Saturday, October 3, 2009

It was Fate

There was a hobby that Jack introduced me to that I embraced completely.

For a long time I was fascinated by the paranormal.

Out of the blue, Jack got me an issue of Fate magazine. I guess I really enjoyed what I read. Jack got me a subscription to the magazine!

One of the first issues I got in the mail really got me hooked.

The article "Table Up! or How to Tilt a Table" got the ball rolling. This is a way to get answers to all of your questions.

It was easy. Three people sit at the east, south and west sides of a card table. You then rub your hands together until they are warm then place your hands on the table so that your thumbs are touching and your pinkies are touching the person's pinkies next to you. You then chant "Table Up! Table Up! Table Up!" After a short time the legs on the north side of the table rise off of the floor! The table then will answer your questions. You tell it to dip up and down to give the answers. For example, for a yes/no question, you could have it dip once for "yes" and twice for "no." I suppose you need to give it an option like three dips for "I'm not telling!"

It actually worked! Three of us got out the card table, sat around it, did the chanting, and, miracle of miracles!, the legs on the north side of the table rose from the floor! It did its dipping to answer our questions!

I can't remember what sort of questions we asked. I certainly don't remember if the answers were very accurate. But it was a miracle that the table ignored the laws of gravity and dipped out answers.

This led me to the 130s section of Mesa Public Library. I must have checked out every book of their paranormal collection.

I investigated dreams. I studied the Tarot. I got a Ouiji board. I read about UFOs. I thought about telepathy and psychokinesis.

A weird thing about the Ouiji board was that whenever Peggy was on the other side of the planchette, the board would give very rude or obscene answers. I guess Peggy was channelling unhappy spirits. I hope they have found their peace.
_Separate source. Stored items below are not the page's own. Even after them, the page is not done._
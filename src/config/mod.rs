//! Configuration module for the typing arena server.
//!
//! Configuration is JSON, layered over compiled-in defaults, with per-field
//! environment overrides.
//!
//! # Module Structure
//!
//! - [`crate::config::types`]: Root `Config` struct
//! - [`matchmaking`]: Countdown, grace periods and forfeit penalty
//! - [`security`]: Token secret, CORS and connection limits
//! - [`websocket`]: Per-connection outbound queue settings
//! - [`storage`]: Seed data for the in-memory store
//! - [`logging`]: Logging configuration
//! - [`crate::config::loader`]: Configuration loading functions
//! - [`crate::config::validation`]: Configuration validation functions
//! - [`crate::config::defaults`]: Default value functions

pub mod defaults;
pub mod loader;
pub mod logging;
pub mod matchmaking;
pub mod security;
pub mod storage;
pub mod types;
pub mod validation;
pub mod websocket;

pub use loader::{from_json_str, load};

pub use logging::{LogFormat, LogLevel, LoggingConfig};

pub use matchmaking::MatchmakingConfig;

pub use security::SecurityConfig;

pub use storage::StorageConfig;

pub use types::Config;

pub use validation::{is_production_mode, validate_config};

pub use websocket::WebSocketConfig;

#[cfg(test)]
mod tests {
    use super::*;

    #[test]
    fn test_config_defaults() {
        let config = Config::default();

        assert_eq!(config.port, 4100);
        assert_eq!(config.matchmaking.countdown_secs, 3);
        assert_eq!(config.matchmaking.finalize_grace_secs, 5);
        assert_eq!(config.matchmaking.eviction_grace_secs, 10);
        assert_eq!(config.matchmaking.forfeit_penalty, 2);
        assert_eq!(config.matchmaking.session_event_buffer, 256);

        assert_eq!(config.security.cors_origins, "*");
        assert_eq!(config.security.max_connections_per_ip, 10);
        assert_eq!(config.security.max_message_size, 16_384);
        assert!(config.security.jwt_access_secret.is_empty());

        assert_eq!(config.websocket.outbound_queue_capacity, 64);
        assert!(config.storage.seed_path.is_none());

        assert_eq!(config.logging.dir, "logs");
        assert_eq!(config.logging.rotation, "daily");
        assert_eq!(config.logging.format, LogFormat::Json);
    }

    #[test]
    fn test_config_serialization() {
        let config = Config::default();
        let json = serde_json::to_string_pretty(&config).unwrap();
        let deserialized: Config = serde_json::from_str(&json).unwrap();

        assert_eq!(config.port, deserialized.port);
        assert_eq!(
            config.matchmaking.eviction_grace_secs,
            deserialized.matchmaking.eviction_grace_secs
        );
        assert_eq!(
            config.security.max_message_size,
            deserialized.security.max_message_size
        );
    }

    #[test]
    fn test_missing_secret_fails_validation() {
        let config = Config::default();
        let err = validate_config(&config).unwrap_err();
        assert!(err.to_string().contains("secret"));
    }

    #[test]
    fn test_valid_config_passes_validation() {
        let mut config = Config::default();
        config.security.jwt_access_secret = "a-reasonably-long-development-secret-value".into();
        assert!(validate_config(&config).is_ok());
    }

    #[test]
    fn test_out_of_range_timings_fail_validation() {
        let mut config = Config::default();
        config.security.jwt_access_secret = "a-reasonably-long-development-secret-value".into();
        config.matchmaking.countdown_secs = 600;
        assert!(validate_config(&config).is_err());

        config.matchmaking.countdown_secs = 3;
        config.matchmaking.forfeit_penalty = -1;
        assert!(validate_config(&config).is_err());
    }

    #[test]
    fn test_log_level_display() {
        assert_eq!(LogLevel::Trace.to_string(), "trace");
        assert_eq!(LogLevel::Warn.to_string(), "warn");
        assert_eq!(LogLevel::parse("WARNING"), Some(LogLevel::Warn));
        assert_eq!(LogLevel::parse("err"), Some(LogLevel::Error));
        assert_eq!(LogLevel::parse("verbose"), None);
    }
}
I never got good at reading the Tarot cards. I probably needed a teacher. Like most of the things I learned outside of school, I was self-taught. Book learning about mystical things isn't the best way to go. The knowledge probably has to be passed empathetically from master to student.

But mostly I learned about testing hypotheses.
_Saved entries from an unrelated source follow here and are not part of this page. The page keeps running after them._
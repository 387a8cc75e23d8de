//! Message fan-out to connections and match rooms.
//!
//! Every match owns one room (`match:<id>`); broadcasting to it reaches every
//! connection that was live at formation and has not left since.

mod in_memory;

pub use in_memory::InMemoryMessageCoordinator;

use crate::protocol::{ConnectionId, RoomId, ServerMessage};
use std::sync::Arc;
use tokio::sync::mpsc;

#[async_trait::async_trait]
pub trait MessageCoordinator: Send + Sync {
    async fn send_to_connection(
        &self,
        connection_id: &ConnectionId,
        message: Arc<ServerMessage>,
    ) -> anyhow::Result<()>;

    async fn broadcast_to_room(
        &self,
        room_id: &RoomId,
        message: Arc<ServerMessage>,
    ) -> anyhow::Result<()>;

    async fn register_local_client(
        &self,
        connection_id: ConnectionId,
        sender: mpsc::Sender<Arc<ServerMessage>>,
    ) -> anyhow::Result<()>;

    /// Forget the connection and remove it from every room.
    async fn unregister_local_client(&self, connection_id: &ConnectionId) -> anyhow::Result<()>;

    async fn join_room(&self, room_id: &RoomId, connection_id: ConnectionId)
        -> anyhow::Result<()>;

    async fn leave_room(
        &self,
        room_id: &RoomId,
        connection_id: &ConnectionId,
    ) -> anyhow::Result<()>;

    /// Drop the room and all of its memberships.
    async fn close_room(&self, room_id: &RoomId) -> anyhow::Result<()>;

    /// Whether the connection is registered and its outbound channel is open.
    async fn is_connected(&self, connection_id: &ConnectionId) -> bool;

    async fn room_members(&self, room_id: &RoomId) -> Vec<ConnectionId>;
}
use super::ArenaServer;
use crate::protocol::{ConnectionId, ErrorCode, ServerMessage};
use std::sync::Arc;

impl ArenaServer {
    /// Best-effort delivery to one connection.
    pub async fn send_to_connection(&self, connection_id: &ConnectionId, message: ServerMessage) {
        if let Err(err) = self
            .message_coordinator
            .send_to_connection(connection_id, Arc::new(message))
            .await
        {
            tracing::warn!(%connection_id, error = %err, "Failed to send message");
        }
    }

    /// Send a coded error event with its standard text.
    pub async fn send_error_to_connection(&self, connection_id: &ConnectionId, code: ErrorCode) {
        self.send_to_connection(connection_id, ServerMessage::error(code))
            .await;
    }
}
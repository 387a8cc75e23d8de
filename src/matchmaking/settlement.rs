//! Ranking, points and persistence for a finished match.

use super::scoring::points_for_place;
use crate::database::{MatchUpdate, NewResult, ParticipantUpdate, RaceStore, SettlementDelta};
use crate::protocol::{Difficulty, MatchId, ParticipantStatus, RaceTextId, RankingEntry, UserId};
use chrono::{DateTime, Utc};
use futures_util::future::join_all;
use std::cmp::Ordering;

/// One participant's unranked result, as the session saw it at settlement.
#[derive(Debug, Clone, PartialEq)]
pub struct Standing {
    pub user_id: UserId,
    pub name: String,
    pub status: ParticipantStatus,
    pub wpm: f64,
    pub accuracy: f64,
    pub progress: f64,
    pub error_count: u32,
    /// Seconds, within `[1, duration]`
    pub time_taken: f64,
    /// Finish time for finishers, drop time for forfeiters
    pub finished_at: Option<DateTime<Utc>>,
}

/// Total order used for placements.
///
/// Finished before timed out before forfeited. Among forfeiters the later
/// drop ranks higher. Ties then break on wpm, accuracy and progress (higher
/// first), time taken (lower first) and finally name, case-insensitively
/// with byte order as the last resort.
pub fn compare_standings(a: &Standing, b: &Standing) -> Ordering {
    a.status
        .rank_bucket()
        .cmp(&b.status.rank_bucket())
        .then_with(|| {
            if a.status == ParticipantStatus::Forfeited && b.status == ParticipantStatus::Forfeited
            {
                b.finished_at.cmp(&a.finished_at)
            } else {
                Ordering::Equal
            }
        })
        .then_with(|| b.wpm.total_cmp(&a.wpm))
        .then_with(|| b.accuracy.total_cmp(&a.accuracy))
        .then_with(|| b.progress.total_cmp(&a.progress))
        .then_with(|| a.time_taken.total_cmp(&b.time_taken))
        .then_with(|| a.name.to_lowercase().cmp(&b.name.to_lowercase()))
        .then_with(|| a.name.cmp(&b.name))
}

/// Sort standings and assign placements, points and the winner.
///
/// Non-forfeiters consume the score table in rank order; every forfeiter
/// loses `forfeit_penalty`. The winner is the top non-forfeiter, if any.
pub fn rank_standings(mut standings: Vec<Standing>, forfeit_penalty: i64) -> Vec<RankingEntry> {
    standings.sort_by(compare_standings);

    let active_players = standings
        .iter()
        .filter(|s| s.status != ParticipantStatus::Forfeited)
        .count();
    let winner = standings
        .iter()
        .find(|s| s.status != ParticipantStatus::Forfeited)
        .map(|s| s.user_id);

    let mut active_place = 0;
    standings
        .into_iter()
        .enumerate()
        .map(|(index, standing)| {
            let points_earned = if standing.status == ParticipantStatus::Forfeited {
                -forfeit_penalty
            } else {
                active_place += 1;
                points_for_place(active_players, active_place)
            };
            RankingEntry {
                won: winner == Some(standing.user_id),
                placement: u32::try_from(index + 1).unwrap_or(u32::MAX),
                points_earned,
                time_taken: standing.time_taken.round().max(1.0) as u32,
                user_id: standing.user_id,
                name: standing.name,
                status: standing.status,
                wpm: standing.wpm,
                accuracy: standing.accuracy,
                progress: standing.progress,
                error_count: standing.error_count,
                finished_at: standing.finished_at,
            }
        })
        .collect()
}

/// What settlement needs to know about the match besides the rankings.
#[derive(Debug, Clone)]
pub struct SettlementContext {
    pub match_id: MatchId,
    pub text_id: RaceTextId,
    pub difficulty: Difficulty,
    pub text_length: usize,
    pub ended_at: DateTime<Utc>,
}

#[derive(Debug, Clone, Copy, Default, PartialEq, Eq)]
pub struct SettlementReport {
    pub write_failures: usize,
}

/// Write a settled match to the store.
///
/// Each write is attempted independently; failures are logged and counted,
/// never rolled back, and never stop the remaining participants.
pub async fn persist_settlement(
    store: &dyn RaceStore,
    context: &SettlementContext,
    rankings: &[RankingEntry],
) -> SettlementReport {
    let mut report = SettlementReport::default();
    let match_id = context.match_id;

    if let Err(err) = store
        .update_match(
            &match_id,
            MatchUpdate {
                ended_at: Some(context.ended_at),
            },
        )
        .await
    {
        report.write_failures += 1;
        tracing::warn!(%match_id, error = %err, "Failed to stamp match end time");
    }

    for entry in rankings {
        let user_id = entry.user_id;

        let participant = ParticipantUpdate {
            placement: entry.placement,
            points_earned: entry.points_earned,
            wpm: entry.wpm,
            accuracy: entry.accuracy,
            progress: entry.progress,
            finished_at: entry.finished_at.unwrap_or(context.ended_at),
        };
        if let Err(err) = store
            .upsert_participant(&match_id, &user_id, participant)
            .await
        {
            report.write_failures += 1;
            tracing::warn!(%match_id, %user_id, error = %err, "Failed to update participant");
        }

        let result = NewResult {
            user_id,
            match_id,
            text_id: context.text_id,
            difficulty: context.difficulty,
            wpm: entry.wpm,
            accuracy: entry.accuracy,
            error_count: entry.error_count,
            time_taken: entry.time_taken.max(1),
            text_length: context.text_length,
            won: entry.won,
        };
        if let Err(err) = store.append_result(result).await {
            report.write_failures += 1;
            tracing::warn!(%match_id, %user_id, error = %err, "Failed to append typing result");
        }

        let delta = SettlementDelta {
            points_delta: entry.points_earned,
            won: entry.won,
        };
        match store.apply_user_settlement(&user_id, delta).await {
            Ok(Some(profile)) => tracing::debug!(
                %match_id,
                %user_id,
                points = profile.tournament_points,
                tier = ?profile.tier,
                "Applied settlement to user"
            ),
            Ok(None) => {
                tracing::warn!(%match_id, %user_id, "Settled user no longer exists");
            }
            Err(err) => {
                report.write_failures += 1;
                tracing::warn!(%match_id, %user_id, error = %err, "Failed to apply user settlement");
            }
        }
    }

    let recomputes = rankings
        .iter()
        .map(|entry| store.recompute_user_aggregates(&entry.user_id));
    for (entry, outcome) in rankings.iter().zip(join_all(recomputes).await) {
        if let Err(err) = outcome {
            report.write_failures += 1;
            tracing::warn!(
                %match_id,
                user_id = %entry.user_id,
                error = %err,
                "Failed to recompute user aggregates"
            );
        }
    }

    report
}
I never saw that any of these mystical activities were shown to be real through reproducible tests.

Fate had features where readers would send in their proofs of survival (of this plane's life) and of mystic experiences. Most were rather silly. One woman told about waking up one night to see an otherworldly surgeon operating on her chronically sore hips. She woke up the next morning and the pain she had experienced for years was gone! She had scars on her hips that were proof that she had had the overnight surgery! Even though I was trying to be a believer and I was rather young, my eyes rolled and I thought, "Lady, you have stretch marks. Maybe you lost some weight and your hips aren't working as hard holding you up."
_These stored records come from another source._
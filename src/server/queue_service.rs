use super::ArenaServer;
use crate::matchmaking::{QueueEntry, QueueKey};
use crate::protocol::{
    normalize_player_limit, ConnectionId, Difficulty, QueueUpdatePayload, ServerMessage,
    DEFAULT_PLAYER_LIMIT,
};

impl ArenaServer {
    /// Enter a waiting list, replacing any earlier entry for this connection
    /// or user, and form a match once the list reaches quorum.
    pub async fn handle_join(
        &self,
        connection_id: &ConnectionId,
        difficulty: Option<String>,
        player_limit: Option<f64>,
    ) {
        let Some(identity) = self.connection_manager.identity(connection_id) else {
            tracing::debug!(%connection_id, "Join from unknown connection ignored");
            return;
        };
        if self.registry.is_draining() {
            tracing::debug!(%connection_id, "Join ignored while shutting down");
            return;
        }

        let key = QueueKey {
            difficulty: Difficulty::normalize(difficulty.as_deref()),
            player_limit: normalize_player_limit(player_limit),
        };
        let entry = QueueEntry {
            connection_id: *connection_id,
            user_id: identity.user_id,
            display_name: identity.display_name,
        };

        let (outcome, quorum) = {
            let mut queues = self.registry.queues().await;
            let outcome = queues.join(key, entry);
            let quorum = if outcome.queued_players >= usize::from(key.player_limit) {
                queues.drain_quorum(key)
            } else {
                None
            };
            (outcome, quorum)
        };

        self.metrics.increment_queue_joins();
        tracing::info!(
            %connection_id,
            user_id = %identity.user_id,
            difficulty = key.difficulty.as_str(),
            player_limit = key.player_limit,
            queued_players = outcome.queued_players,
            "Player joined queue"
        );

        self.send_to_connection(
            connection_id,
            ServerMessage::QueueUpdate(QueueUpdatePayload {
                difficulty: key.difficulty,
                player_limit: key.player_limit,
                queued_players: outcome.queued_players,
                target_players: key.player_limit,
                queue_position: outcome.queue_position,
            }),
        )
        .await;

        if let Some(candidates) = quorum {
            // Failures are reported to the candidates by the factory.
            let _ = self
                .match_factory
                .try_form_match(key.difficulty, candidates, key.player_limit)
                .await;
        }
    }

    /// Leave every waiting list. Always answered with an all-zero update.
    pub async fn handle_leave_queue(&self, connection_id: &ConnectionId) {
        let Some(identity) = self.connection_manager.identity(connection_id) else {
            return;
        };

        let (key, removed) = {
            let mut queues = self.registry.queues().await;
            let key = queues.key_for_connection(connection_id);
            let removed = queues.leave(connection_id) + queues.leave_user(&identity.user_id);
            (key, removed)
        };

        if removed > 0 {
            self.metrics.increment_queue_leaves();
            tracing::info!(%connection_id, user_id = %identity.user_id, "Player left queue");
        }

        let (difficulty, player_limit) = key.map_or(
            (Difficulty::default(), DEFAULT_PLAYER_LIMIT),
            |k| (k.difficulty, k.player_limit),
        );
        self.send_to_connection(
            connection_id,
            ServerMessage::QueueUpdate(QueueUpdatePayload::left(difficulty, player_limit)),
        )
        .await;
    }
}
I couldn't be a believer. But I still have fond memories of my time trying to find more in this universe than can be experienced by our five traditional senses.

5 comments:

Poss said...

I think I still have a Fate if you want it.

P-Doobie said...

Chelbert is an excellent teacher of the Tarot. I refuse to have a Ouija board in the house.

P-Doobie said...

One book that scared me to death was Strangely Enough! by C. B. Colby. Lots of paranormal and weird things in that one. It seems to be out of print, but copies are available on the secondary market.

Colleen said...

I had a possible telepathy experience several years ago. I was leading a student, as she has asked, to the Religion section of the reference room, and then I pointed out the books on Islam. She asked me how I knew she wanted Islam. "You told me," I said. Then I remembered that when she told me Islam, her lips weren't moving. This could have been a hallucination, false memory, or telepathy. But how could you investigate? I don't know what I (or the student) did, if anything, to make the possible telepathy happen. It may have nothing to do with conscious effort.

RetroMag said...

I still have a couple of books about unexplainable things. Want them?